▶ WHAT IS REQUIRED:
Where does the word "PartialEq" show up in the records? Copy every line that has it.

▶ THE INPUT:
- Opening Delimiter -

use serde::{Deserialize, Serialize};

use crate::error::{Error, Result};
use crate::math::C;

pub const ESCAPE_RADIUS: f64 = 2.0;
pub const DEFAULT_MAX_ITER: u32 = 100;

pub const DEFAULT_JULIA: C = C { re: -0.7, im: 0.27015 };
pub const JULIA_SPIRAL: C = C { re: -0.8, im: 0.156 };
pub const JULIA_DRAGON: C = C { re: 0.285, im: 0.01 };
pub const JULIA_SNOWFLAKE: C = C { re: -0.4, im: 0.6 };

/// Identifiers accepted by [`resolve_family`], in display order.
pub const FAMILY_NAMES: &[&str] = &[
    "mandelbrot",
    "julia",
    "julia_spiral",
    "julia_dragon",
    "julia_snowflake",
];

/// One evaluated point of the complex plane.
#[derive(Clone, Copy, Debug, PartialEq, Serialize, Deserialize)]
pub struct FractalPoint {
    pub x: f64,
    pub y: f64,
    pub iterations: u32,
    pub escaped: bool,
    /// `ln|z|` at escape, or the raw `|z|` at the iteration cap.
    pub magnitude: f64,
}

#[derive(Clone, Copy, Debug, PartialEq)]
pub enum FractalFamily {
    Mandelbrot,
    Julia(C),
}

impl FractalFamily {
    pub fn julia(re: f64, im: f64) -> Self {
        FractalFamily::Julia(C::new(re, im))
    }

    pub fn evaluate(&self, x: f64, y: f64, max_iter: u32) -> FractalPoint {
        evaluate(x, y, self, max_iter)
    }

    pub fn name(&self) -> String {
        match self {
            FractalFamily::Mandelbrot => "Mandelbrot".to_string(),
            FractalFamily::Julia(c) => format!("Julia({})", c),
        }
    }
}

/// Escape-time iteration of `z -> z² + c`.
///
/// Mandelbrot starts from `z = 0` with `c` the point itself; Julia starts from
/// the point with `c` fixed by the family. The escape check runs before each
/// update, so `iterations` is the index of the step whose check fired.
pub fn evaluate(x: f64, y: f64, family: &FractalFamily, max_iter: u32) -> FractalPoint {
    let point = C::new(x, y);
    let (mut z, c) = match family {
        FractalFamily::Mandelbrot => (C::ZERO, point),
        FractalFamily::Julia(k) => (point, *k),
    };

    for i in 0..max_iter {
        let modulus = z.abs();
        if modulus > ESCAPE_RADIUS {
            let magnitude = if modulus > 0.0 { modulus.ln() } else { 0.0 };
            return FractalPoint { x, y, iterations: i, escaped: true, magnitude };
        }
        z = z.square().add(c);
    }

    FractalPoint { x, y, iterations: max_iter, escaped: false, magnitude: z.abs() }
}

/// Map a family identifier to its evaluation rule.
pub fn resolve_family(name: &str) -> Result<FractalFamily> {
    match name.trim().to_lowercase().as_str() {
        "mandelbrot" => Ok(FractalFamily::Mandelbrot),
        "julia" => Ok(FractalFamily::Julia(DEFAULT_JULIA)),
        "julia_spiral" | "julia2" => Ok(FractalFamily::Julia(JULIA_SPIRAL)),
        "julia_dragon" | "julia3" => Ok(FractalFamily::Julia(JULIA_DRAGON)),
        "julia_snowflake" => Ok(FractalFamily::Julia(JULIA_SNOWFLAKE)),
        _ => Err(Error::UnknownEngine(name.to_string())),
    }
}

- Closing Delimiter -

▶ YOUR RESPONSE:
#[derive(Clone, Copy, Debug, PartialEq, Serialize, Deserialize)]
#[derive(Clone, Copy, Debug, PartialEq)]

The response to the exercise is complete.